>>>
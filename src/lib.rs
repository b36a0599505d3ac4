//! # trackfetch
//!
//! Backend library for a music downloader: submit a track query, and a pool
//! of workers searches for it, downloads the audio, rewrites its tags, embeds
//! cover art and files it under `<download_dir>/<artist>/<album>/<title>.mp3`.
//!
//! - **Deduplicated** - a query that is already queued or downloading is skipped,
//!   and one that is already recorded as completed is never fetched again
//! - **Bounded** - at most `max_concurrent_downloads` jobs run at once
//! - **Event-driven** - consumers subscribe to lifecycle events
//! - **Pluggable** - the acquirer, the tagger and the store are traits
//!
//! ## Quick Start
//!
//! ```no_run
//! use trackfetch::{Config, DownloadRequest, TrackDownloader};
//!
//! #[tokio::main]
//! async fn main() -> Result<(), Box<dyn std::error::Error>> {
//!     let downloader = TrackDownloader::new(Config::default()).await?;
//!     downloader.start().await?;
//!
//!     let mut events = downloader.subscribe();
//!     tokio::spawn(async move {
//!         while let Ok(event) = events.recv().await {
//!             println!("Event: {:?}", event);
//!         }
//!     });
//!
//!     downloader.queue_download(DownloadRequest::new("Muse - Uprising"))?;
//!
//!     trackfetch::run_with_shutdown(downloader).await?;
//!     Ok(())
//! }
//! ```

#![warn(missing_docs)]
#![warn(clippy::all)]
#![warn(clippy::unwrap_used)]
#![warn(clippy::expect_used)]

/// Audio acquisition (search + download)
pub mod acquire;
/// REST API module
pub mod api;
/// Configuration types
pub mod config;
/// Database persistence layer
pub mod db;
/// Core downloader implementation (decomposed into focused submodules)
pub mod downloader;
/// Error types
pub mod error;
/// Moving tagged files into the library
pub mod publisher;
/// In-memory registry of queued and in-flight jobs
pub mod registry;
/// Tag rewriting and cover art
pub mod tagging;
/// Core types and events
pub mod types;
/// Utility functions
pub mod utils;

// Re-export commonly used types
pub use acquire::{AcquiredAudio, AudioAcquirer, UnavailableAcquirer, YtDlpAcquirer};
pub use config::{
    ApiConfig, Config, CoverArtConfig, DownloadConfig, PersistenceConfig, ToolsConfig,
};
pub use db::{Database, DownloadRecord, DownloadStore, RecordStatus, TrackRecord};
pub use downloader::TrackDownloader;
pub use error::{
    AcquireError, ApiError, CoverArtError, DatabaseError, Error, ErrorDetail, PublishError,
    Result, TagError, ToHttpStatus,
};
pub use registry::ActiveJobRegistry;
pub use tagging::{CoverArt, LoftyTagger, MetadataTagger};
pub use types::{
    DownloadRequest, Event, JobStatus, JobView, QueueOutcome, SkipReason, Stage,
    SubmissionStatus, TrackMetadata,
};

/// Run the downloader until a termination signal arrives, then shut it down.
///
/// - **Unix:** listens for SIGTERM and SIGINT, with fallbacks if signal registration fails.
/// - **Windows/other:** listens for Ctrl+C via `tokio::signal::ctrl_c()`.
///
/// # Example
///
/// ```no_run
/// use trackfetch::{Config, TrackDownloader, run_with_shutdown};
///
/// #[tokio::main]
/// async fn main() -> Result<(), Box<dyn std::error::Error>> {
///     let downloader = TrackDownloader::new(Config::default()).await?;
///     downloader.start().await?;
///     let _api = downloader.spawn_api_server();
///
///     run_with_shutdown(downloader).await?;
///     Ok(())
/// }
/// ```
pub async fn run_with_shutdown(downloader: TrackDownloader) -> Result<()> {
    wait_for_signal().await;
    downloader.shutdown().await
}

#[cfg(unix)]
async fn wait_for_signal() {
    use tokio::signal::unix::{SignalKind, signal};

    // Registration can fail in restricted environments (containers, tests)
    match (signal(SignalKind::terminate()), signal(SignalKind::interrupt())) {
        (Ok(mut sigterm), Ok(mut sigint)) => {
            tokio::select! {
                _ = sigterm.recv() => tracing::info!("Received SIGTERM signal"),
                _ = sigint.recv() => tracing::info!("Received SIGINT signal (Ctrl+C)"),
            }
        }
        (Err(e), Ok(mut sigint)) => {
            tracing::warn!(error = %e, "Could not register SIGTERM handler, waiting for SIGINT only");
            sigint.recv().await;
            tracing::info!("Received SIGINT signal (Ctrl+C)");
        }
        (Ok(mut sigterm), Err(e)) => {
            tracing::warn!(error = %e, "Could not register SIGINT handler, waiting for SIGTERM only");
            sigterm.recv().await;
            tracing::info!("Received SIGTERM signal");
        }
        (Err(term), Err(int)) => {
            tracing::error!(sigterm = %term, sigint = %int, "Could not register any signal handlers, using ctrl_c fallback");
            tokio::signal::ctrl_c().await.ok();
        }
    }
}

#[cfg(not(unix))]
async fn wait_for_signal() {
    match tokio::signal::ctrl_c().await {
        Ok(()) => tracing::info!("Received Ctrl+C signal"),
        Err(e) => tracing::error!(error = %e, "Failed to listen for Ctrl+C signal"),
    }
}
<<<
**What to produce:** Please retype all of the lines above exactly as they stand.

**Problem solution:**
filename src/lib.rs
repository b36a0599505d3ac4
//! # trackfetch
//!
//! Backend library for a music downloader: submit a track query, and a pool
//! of workers searches for it, downloads the audio, rewrites its tags, embeds
//! cover art and files it under `<download_dir>/<artist>/<album>/<title>.mp3`.
//!
//! - **Deduplicated** - a query that is already queued or downloading is skipped,
//!   and one that is already recorded as completed is never fetched again
//! - **Bounded** - at most `max_concurrent_downloads` jobs run at once
//! - **Event-driven** - consumers subscribe to lifecycle events
//! - **Pluggable** - the acquirer, the tagger and the store are traits
//!
//! ## Quick Start
//!
//! ```no_run
//! use trackfetch::{Config, DownloadRequest, TrackDownloader};
//!
//! #[tokio::main]
//! async fn main() -> Result<(), Box<dyn std::error::Error>> {
//!     let downloader = TrackDownloader::new(Config::default()).await?;
//!     downloader.start().await?;
//!
//!     let mut events = downloader.subscribe();
//!     tokio::spawn(async move {
//!         while let Ok(event) = events.recv().await {
//!             println!("Event: {:?}", event);
//!         }
//!     });
//!
//!     downloader.queue_download(DownloadRequest::new("Muse - Uprising"))?;
//!
//!     trackfetch::run_with_shutdown(downloader).await?;
//!     Ok(())
//! }
//! ```

#![warn(missing_docs)]
#![warn(clippy::all)]
#![warn(clippy::unwrap_used)]
#![warn(clippy::expect_used)]

/// Audio acquisition (search + download)
pub mod acquire;
/// REST API module
pub mod api;
/// Configuration types
pub mod config;
/// Database persistence layer
pub mod db;
/// Core downloader implementation (decomposed into focused submodules)
pub mod downloader;
/// Error types
pub mod error;
/// Moving tagged files into the library
pub mod publisher;
/// In-memory registry of queued and in-flight jobs
pub mod registry;
/// Tag rewriting and cover art
pub mod tagging;
/// Core types and events
pub mod types;
/// Utility functions
pub mod utils;

// Re-export commonly used types
pub use acquire::{AcquiredAudio, AudioAcquirer, UnavailableAcquirer, YtDlpAcquirer};
pub use config::{
    ApiConfig, Config, CoverArtConfig, DownloadConfig, PersistenceConfig, ToolsConfig,
};
pub use db::{Database, DownloadRecord, DownloadStore, RecordStatus, TrackRecord};
pub use downloader::TrackDownloader;
pub use error::{
    AcquireError, ApiError, CoverArtError, DatabaseError, Error, ErrorDetail, PublishError,
    Result, TagError, ToHttpStatus,
};
pub use registry::ActiveJobRegistry;
pub use tagging::{CoverArt, LoftyTagger, MetadataTagger};
pub use types::{
    DownloadRequest, Event, JobStatus, JobView, QueueOutcome, SkipReason, Stage,
    SubmissionStatus, TrackMetadata,
};

/// Run the downloader until a termination signal arrives, then shut it down.
///
/// - **Unix:** listens for SIGTERM and SIGINT, with fallbacks if signal registration fails.
/// - **Windows/other:** listens for Ctrl+C via `tokio::signal::ctrl_c()`.
///
/// # Example
///
/// ```no_run
/// use trackfetch::{Config, TrackDownloader, run_with_shutdown};
///
/// #[tokio::main]
/// async fn main() -> Result<(), Box<dyn std::error::Error>> {
///     let downloader = TrackDownloader::new(Config::default()).await?;
///     downloader.start().await?;
///     let _api = downloader.spawn_api_server();
///
///     run_with_shutdown(downloader).await?;
///     Ok(())
/// }
/// ```
pub async fn run_with_shutdown(downloader: TrackDownloader) -> Result<()> {
    wait_for_signal().await;
    downloader.shutdown().await
}

#[cfg(unix)]
async fn wait_for_signal() {
    use tokio::signal::unix::{SignalKind, signal};

    // Registration can fail in restricted environments (containers, tests)
    match (signal(SignalKind::terminate()), signal(SignalKind::interrupt())) {
        (Ok(mut sigterm), Ok(mut sigint)) => {
            tokio::select! {
                _ = sigterm.recv() => tracing::info!("Received SIGTERM signal"),
                _ = sigint.recv() => tracing::info!("Received SIGINT signal (Ctrl+C)"),
            }
        }
        (Err(e), Ok(mut sigint)) => {
            tracing::warn!(error = %e, "Could not register SIGTERM handler, waiting for SIGINT only");
            sigint.recv().await;
            tracing::info!("Received SIGINT signal (Ctrl+C)");
        }
        (Ok(mut sigterm), Err(e)) => {
            tracing::warn!(error = %e, "Could not register SIGINT handler, waiting for SIGTERM only");
            sigterm.recv().await;
            tracing::info!("Received SIGTERM signal");
        }
        (Err(term), Err(int)) => {
            tracing::error!(sigterm = %term, sigint = %int, "Could not register any signal handlers, using ctrl_c fallback");
            tokio::signal::ctrl_c().await.ok();
        }
    }
}

#[cfg(not(unix))]
async fn wait_for_signal() {
    match tokio::signal::ctrl_c().await {
        Ok(()) => tracing::info!("Received Ctrl+C signal"),
        Err(e) => tracing::error!(error = %e, "Failed to listen for Ctrl+C signal"),
    }
}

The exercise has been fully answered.